# REQUIRED ACTION:
Extract every line starting at the line that contains "pub mod notify_once;" and ending with the final line of the data, inclusive; give only those lines, word for word.
[EXERCISE DATA Boundary: Start]
//! A crate containing utilities and extensions built on top of Tokio.

/// A channel for sending deduplicated notifications with no data attached.
pub mod notify;
/// `NotifyOnce`, typically used as a shutdown channel.
pub mod notify_once;
/// `LxTask` and associated helpers.
pub mod task;
/// A bounded worker pool for fire-and-forget background jobs.
pub mod worker_pool;

// Can save a `tokio` dependency declaration
pub use tokio;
[EXERCISE DATA Boundary: End]
# OUTPUT OF THE TASK:
pub mod notify_once;
/// `LxTask` and associated helpers.
pub mod task;
/// A bounded worker pool for fire-and-forget background jobs.
pub mod worker_pool;

// Can save a `tokio` dependency declaration
pub use tokio;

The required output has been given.